The microcontrollers using ARM cores are always offered as families, with a mix of IO, memory, DSP, and other features to match the applications that the developers are working on. But even when these families have 40 or more members, life being what it is, there will always be times when there is no perfect match or where the final configuration is not clear to the implementor. These are two of the cases that Xilinx is addressing with the new Zynq family. Xilinx is calling the approach the Extensible Processing Platform, and it is firmly distancing it from its existing families of FPGAs. While the bigger FPGAs from all suppliers now have processor cores built in, Zynq reverses the approach by providing a pair of ARM Cortex A9MP (Multiprocessing) cores with a wide collection of hard-wired IO and an area of programmable fabric. Within this fabric are DSP and other functions: the end result might have been called a field configurable microcontroller. There have been many attempts to do this, with hard-wired cores within an FPGA and attempts to add programmable areas within ASICs/SOCs, but these have been only partly successful. With 28nm technology and the twin ARM cores it looks as though Xilinx has managed to hit a sweet spot (also allowing us to talk about ARM and multicore in the same part). There are signs that similar parts may be on the way from the other FPGA giant, Altera.

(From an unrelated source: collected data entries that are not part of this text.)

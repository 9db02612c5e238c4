//! Metrics endpoints for monitoring and observability.
//!
//! Provides endpoints for:
//! - Prometheus metrics export
//! - Health checks
//! - Vote lifecycle statistics

use axum::{
    Json, Router,
    extract::State,
    http::{StatusCode, header},
    response::{IntoResponse, Response},
    routing::get,
};
use boardvote_common::metrics::{MetricsSnapshot, get_metrics};
use chrono::Utc;
use serde::Serialize;

use crate::middleware::AppState;

/// Create the metrics router.
pub fn router() -> Router<AppState> {
    Router::new()
        .route("/", get(get_metrics_json))
        .route("/prometheus", get(get_metrics_prometheus))
        .route("/health", get(health_check))
        .route("/ready", get(readiness_check))
}

/// JSON metrics response.
#[derive(Serialize)]
pub struct MetricsResponse {
    pub http: HttpMetrics,
    pub database: DatabaseMetrics,
    pub votes: VoteMetrics,
    pub ballots: BallotMetrics,
}

#[derive(Serialize)]
pub struct HttpMetrics {
    pub requests_total: u64,
    pub requests_active: u64,
    pub requests_2xx: u64,
    pub requests_4xx: u64,
    pub requests_5xx: u64,
    pub latency_avg_us: u64,
}

#[derive(Serialize)]
pub struct DatabaseMetrics {
    pub errors_total: u64,
}

#[derive(Serialize)]
pub struct VoteMetrics {
    pub created: u64,
    pub opened: u64,
    pub closed: u64,
    pub auto_closed: u64,
    pub close_races_lost: u64,
}

#[derive(Serialize)]
pub struct BallotMetrics {
    pub cast: u64,
    pub changed: u64,
    pub rejected: u64,
    pub conflict_retries: u64,
}

impl From<MetricsSnapshot> for MetricsResponse {
    fn from(s: MetricsSnapshot) -> Self {
        Self {
            http: HttpMetrics {
                requests_total: s.http_requests_total,
                requests_active: s.http_requests_active,
                requests_2xx: s.http_requests_2xx,
                requests_4xx: s.http_requests_4xx,
                requests_5xx: s.http_requests_5xx,
                latency_avg_us: s.http_request_latency_avg_us,
            },
            database: DatabaseMetrics {
                errors_total: s.db_errors_total,
            },
            votes: VoteMetrics {
                created: s.votes_created,
                opened: s.votes_opened,
                closed: s.votes_closed,
                auto_closed: s.votes_auto_closed,
                close_races_lost: s.close_races_lost,
            },
            ballots: BallotMetrics {
                cast: s.ballots_cast,
                changed: s.ballots_changed,
                rejected: s.ballots_rejected,
                conflict_retries: s.conflict_retries,
            },
        }
    }
}

/// Get metrics in JSON format.
async fn get_metrics_json() -> Json<MetricsResponse> {
    let snapshot = get_metrics().snapshot();
    Json(MetricsResponse::from(snapshot))
}

/// Get metrics in Prometheus text format.
async fn get_metrics_prometheus() -> Response {
    let prometheus_output = get_metrics().to_prometheus();

    (
        StatusCode::OK,
        [(header::CONTENT_TYPE, "text/plain; charset=utf-8")],
        prometheus_output,
    )
        .into_response()
}

/// Health check response.
#[derive(Serialize)]
pub struct HealthResponse {
    pub status: String,
    pub version: String,
}

/// Simple health check (liveness probe).
async fn health_check() -> Json<HealthResponse> {
    Json(HealthResponse {
        status: "ok".to_string(),
        version: env!("CARGO_PKG_VERSION").to_string(),
    })
}

/// Readiness check response.
#[derive(Serialize)]
pub struct ReadinessResponse {
    pub ready: bool,
    pub checks: ReadinessChecks,
}

#[derive(Serialize)]
pub struct ReadinessChecks {
    pub database: CheckResult,
}

#[derive(Serialize)]
pub struct CheckResult {
    pub status: String,
    pub latency_ms: Option<u64>,
}

/// Readiness check (readiness probe).
async fn readiness_check(State(state): State<AppState>) -> (StatusCode, Json<ReadinessResponse>) {
    let start = std::time::Instant::now();

    // Any cheap query proves the pool can reach the database
    let db_check = match state.query.get_overdue_votes(Utc::now()).await {
        Ok(_) => CheckResult {
            status: "ok".to_string(),
            latency_ms: Some(start.elapsed().as_millis() as u64),
        },
        Err(e) => CheckResult {
            status: format!("error: {e}"),
            latency_ms: None,
        },
    };

    let ready = db_check.status == "ok";
    let status = if ready {
        StatusCode::OK
    } else {
        StatusCode::SERVICE_UNAVAILABLE
    };

    (
        status,
        Json(ReadinessResponse {
            ready,
            checks: ReadinessChecks { database: db_check },
        }),
    )
}

#[cfg(test)]
mod tests {
    use super::*;

    #[test]
    fn test_metrics_response_from_snapshot() {
        let snapshot = MetricsSnapshot {
            http_requests_total: 100,
            http_requests_active: 5,
            http_requests_2xx: 90,
            http_requests_4xx: 8,
            http_requests_5xx: 2,
            http_request_latency_avg_us: 1500,

            db_errors_total: 2,

            votes_created: 12,
            votes_opened: 10,
            votes_closed: 9,
            votes_auto_closed: 4,
            ballots_cast: 80,
            ballots_changed: 6,
            ballots_rejected: 3,
            conflict_retries: 1,
            close_races_lost: 1,
        };

        let response = MetricsResponse::from(snapshot);

        assert_eq!(response.http.requests_total, 100);
        assert_eq!(response.http.latency_avg_us, 1500);
        assert_eq!(response.database.errors_total, 2);
        assert_eq!(response.votes.auto_closed, 4);
        assert_eq!(response.ballots.changed, 6);
    }

    #[test]
    fn test_metrics_response_from_zero_snapshot() {
        let response = MetricsResponse::from(MetricsSnapshot::default());

        // Should not panic on zero values
        assert_eq!(response.http.latency_avg_us, 0);
        assert_eq!(response.votes.closed, 0);
        assert_eq!(response.ballots.conflict_retries, 0);
    }
}
/// When an open vote's time limit runs out, if it has one.
#[must_use]
pub fn deadline(
    vote: &vote::Model,
    config: &vote_configuration::Model,
) -> Option<DateTimeWithTimeZone> {
    let minutes = config.time_limit_minutes?;
    let opened_at = vote.opened_at?;
    Some(opened_at + chrono::Duration::minutes(i64::from(minutes)))
}

/// Query service for votes.
#[derive(Clone)]
pub struct VoteQueryService {
    repos: VoteRepositories,
}

impl VoteQueryService {
    /// Create a new vote query service.
    #[must_use]
    pub const fn new(repos: VoteRepositories) -> Self {
        Self { repos }
    }

    /// Get a vote with configuration, options and effective ballots.
    pub async fn get_vote(&self, vote_id: &str) -> AppResult<VoteDetail> {
        let conn = self.repos.votes.conn();
        let vote = self.repos.votes.get_by_id(conn, vote_id).await?;
        let configuration = self.repos.configurations.find_by_vote_id(conn, vote_id).await?;
        let options = self.repos.configurations.find_options(conn, vote_id).await?;
        let eligibility = self.repos.eligibility.find_by_vote(conn, vote_id).await?;
        let ledger = self.repos.casts.find_by_vote(conn, vote_id).await?;

        let anonymous = configuration.as_ref().is_some_and(|c| c.anonymous);
        let names: HashMap<&str, &str> = eligibility
            .iter()
            .map(|e| (e.user_id.as_str(), e.user_name.as_str()))
            .collect();

        let mut ballots: Vec<BallotView> = effective_ballots(&ledger)
            .into_iter()
            .map(|b| {
                if anonymous {
                    BallotView {
                        id: None,
                        option_id: b.option_id.clone(),
                        user_id: None,
                        user_name: None,
                        weight_applied: b.weight_applied,
                        revision: None,
                        cast_at: None,
                    }
                } else {
                    BallotView {
                        id: Some(b.id.clone()),
                        option_id: b.option_id.clone(),
                        user_id: Some(b.user_id.clone()),
                        user_name: names.get(b.user_id.as_str()).map(|n| (*n).to_string()),
                        weight_applied: b.weight_applied,
                        revision: Some(b.revision),
                        cast_at: Some(b.cast_at),
                    }
                }
            })
            .collect();
        // Ledger order would match the timeline order
        if anonymous {
            ballots.sort_by(|a, b| {
                a.option_id
                    .cmp(&b.option_id)
                    .then(a.weight_applied.total_cmp(&b.weight_applied))
            });
        }

        tracing::debug!(vote_id, anonymous, "Loaded vote detail");

        Ok(VoteDetail {
            total_eligible: eligibility.iter().filter(|e| e.eligible).count(),
            vote,
            configuration,
            options,
            ballots,
        })
    }

    /// Latest cached results, or all-zero results if the vote never closed.
    ///
    /// A reopened vote keeps reporting its previous results until it
    /// closes again.
    pub async fn get_results(&self, vote_id: &str) -> AppResult<VoteResults> {
        let conn = self.repos.votes.conn();
        self.repos.votes.get_by_id(conn, vote_id).await?;
        let options = self.repos.configurations.find_options(conn, vote_id).await?;

        match self.repos.results.find_summary(conn, vote_id).await? {
            Some(summary) => {
                let rows = self.repos.results.find_rows(conn, vote_id).await?;
                Ok(VoteResults::from_rows(&summary, &rows, &options, false))
            }
            None => {
                let threshold = self
                    .repos
                    .configurations
                    .find_by_vote_id(conn, vote_id)
                    .await?
                    .map_or(0.0, |c| c.pass_threshold_percentage);
                Ok(VoteResults::empty(vote_id, &options, threshold))
            }
        }
    }

    /// Transient tally of an open, non-anonymous vote. Nothing is stored.
    pub async fn get_live_results(&self, vote_id: &str) -> AppResult<VoteResults> {
        let conn = self.repos.votes.conn();
        let vote = self.repos.votes.get_by_id(conn, vote_id).await?;
        if vote.status != VoteStatus::Open {
            return Err(AppError::VoteNotOpen(format!(
                "Live results need an open vote; {vote_id} is {}",
                vote.status
            )));
        }

        let config = self
            .repos
            .configurations
            .find_by_vote_id(conn, vote_id)
            .await?
            .ok_or_else(|| AppError::Internal(format!("Open vote {vote_id} has no configuration")))?;
        if config.anonymous {
            return Err(AppError::Forbidden(
                "Live results are not shown for anonymous votes".to_string(),
            ));
        }

        let options = self.repos.configurations.find_options(conn, vote_id).await?;
        let eligibility = self.repos.eligibility.find_by_vote(conn, vote_id).await?;
        let ballots = self.repos.casts.find_by_vote(conn, vote_id).await?;

        let result = tally(TallyInput {
            vote_id,
            config: &config,
            options: &options,
            eligibility: &eligibility,
            ballots: &ballots,
            computed_at: Utc::now().into(),
        });

        Ok(VoteResults::from_rows(
            &result.summary,
            &result.results,
            &options,
            true,
        ))
    }

    /// The audit timeline of a vote, oldest first.
    ///
    /// The timeline of a deleted draft is still returned. On an anonymous
    /// vote, ballot entries keep who voted but never what they chose.
    pub async fn get_actions(&self, vote_id: &str) -> AppResult<Vec<vote_action::Model>> {
        let conn = self.repos.actions.conn();
        let mut actions = self.repos.actions.find_by_vote(conn, vote_id).await?;
        if actions.is_empty() {
            self.repos.votes.get_by_id(conn, vote_id).await?;
            return Ok(actions);
        }

        let anonymous = self
            .repos
            .configurations
            .find_by_vote_id(conn, vote_id)
            .await?
            .is_some_and(|c| c.anonymous);
        if anonymous {
            for action in &mut actions {
                redact_ballot_action(action);
            }
        }
        Ok(actions)
    }

    /// Votes attached to a governance record.
    pub async fn get_votes_by_entity(
        &self,
        entity_type: VoteEntityType,
        entity_id: &str,
    ) -> AppResult<Vec<vote::Model>> {
        self.repos
            .votes
            .find_by_entity(self.repos.votes.conn(), entity_type, entity_id)
            .await
    }

    /// Votes held in a meeting.
    pub async fn get_votes_by_meeting(&self, meeting_id: &str) -> AppResult<Vec<vote::Model>> {
        self.repos
            .votes
            .find_by_meeting(self.repos.votes.conn(), meeting_id)
            .await
    }

    /// Votes of a board, optionally filtered by status.
    pub async fn get_votes_by_board(
        &self,
        board_id: &str,
        status: Option<VoteStatus>,
    ) -> AppResult<Vec<vote::Model>> {
        self.repos
            .votes
            .find_by_board(self.repos.votes.conn(), board_id, status)
            .await
    }

    /// The caller's eligibility, effective ballot and ballot count.
    pub async fn get_my_ballot(&self, vote_id: &str, user_id: &str) -> AppResult<MyBallot> {
        let conn = self.repos.votes.conn();
        self.repos.votes.get_by_id(conn, vote_id).await?;
        let eligibility = self
            .repos
            .eligibility
            .find_for_user(conn, vote_id, user_id)
            .await?;
        let history = self.repos.casts.find_by_user(conn, vote_id, user_id).await?;
        let ballot = effective_ballots(&history).first().map(|b| (*b).clone());

        Ok(MyBallot {
            vote_id: vote_id.to_string(),
            eligibility,
            ballot,
            history_count: history.len(),
        })
    }

    /// The eligibility snapshot of a vote; empty before it opens.
    pub async fn get_eligibility(&self, vote_id: &str) -> AppResult<Vec<vote_eligibility::Model>> {
        let conn = self.repos.votes.conn();
        self.repos.votes.get_by_id(conn, vote_id).await?;
        self.repos.eligibility.find_by_vote(conn, vote_id).await
    }

    /// Open votes whose time limit has passed at `now`, earliest deadline
    /// first. Closing them is left to the caller.
    pub async fn get_overdue_votes(&self, now: DateTime<Utc>) -> AppResult<Vec<OverdueVote>> {
        let conn = self.repos.votes.conn();
        let open = self.repos.votes.find_open(conn).await?;
        let ids: Vec<String> = open.iter().map(|v| v.id.clone()).collect();
        let configs: HashMap<String, vote_configuration::Model> = self
            .repos
            .configurations
            .find_by_vote_ids(conn, &ids)
            .await?
            .into_iter()
            .map(|c| (c.vote_id.clone(), c))
            .collect();

        let mut overdue: Vec<OverdueVote> = open
            .into_iter()
            .filter_map(|vote| {
                let deadline = deadline(&vote, configs.get(&vote.id)?)?;
                (deadline <= now).then_some(OverdueVote { vote, deadline })
            })
            .collect();
        overdue.sort_by_key(|o| o.deadline);

        Ok(overdue)
    }
}
//! Vote option entity: one choice of a vote's ordered choice set.

use sea_orm::entity::prelude::*;
use serde::{Deserialize, Serialize};

#[derive(Clone, Debug, PartialEq, Eq, DeriveEntityModel, Serialize, Deserialize)]
#[sea_orm(table_name = "vote_option")]
pub struct Model {
    #[sea_orm(primary_key, auto_increment = false)]
    pub id: String,

    #[sea_orm(indexed)]
    pub vote_id: String,

    pub label: String,

    #[sea_orm(column_type = "Text", nullable)]
    pub description: Option<String>,

    pub display_order: i32,

    /// Abstain options count toward turnout but not toward percentages.
    pub is_abstain: bool,
}

#[derive(Copy, Clone, Debug, EnumIter, DeriveRelation)]
pub enum Relation {
    #[sea_orm(
        belongs_to = "super::vote::Entity",
        from = "Column::VoteId",
        to = "super::vote::Column::Id",
        on_delete = "Cascade"
    )]
    Vote,
}

impl Related<super::vote::Entity> for Entity {
    fn to() -> RelationDef {
        Relation::Vote.def()
    }
}

impl ActiveModelBehavior for ActiveModel {}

One of the problems with multicore is that there multiple ways of implementing multiple cores, and the debate on the difficulty of programming and debugging multicore devices must be either so general as to be useless, or so specific as to be valid only in a small area. (Look out for more multicore discussion here in the run-up to this year’s Multicore-Expo alongside ESC in San Jose in May.) One of the issues that is regularly cited is the difficulty of using multiple homogeneous processors, like Intel’s multicore offerings, to speed up legacy code. One company that claims to have a way to do this is Vector Fabrics of Holland, whose vfThreaded x86 tool is designed to get programs rapidly parallelised and running on x86 platforms.

Any report on a show as big as embedded world is necessarily a series of impressionistic snap shots, like this report. What is clear from this year in Nuremberg is that the embedded engineering field is vital and vibrant. It is also interesting that the organisers have continued to invest in the future of the industry by setting up a student day, when 1000 students from Austria and Germany were given a special programme, including their own lectures. Many shows and exhibitors treat students as a necessary nuisance: embracing them is a positive move and shows again a maturing industry.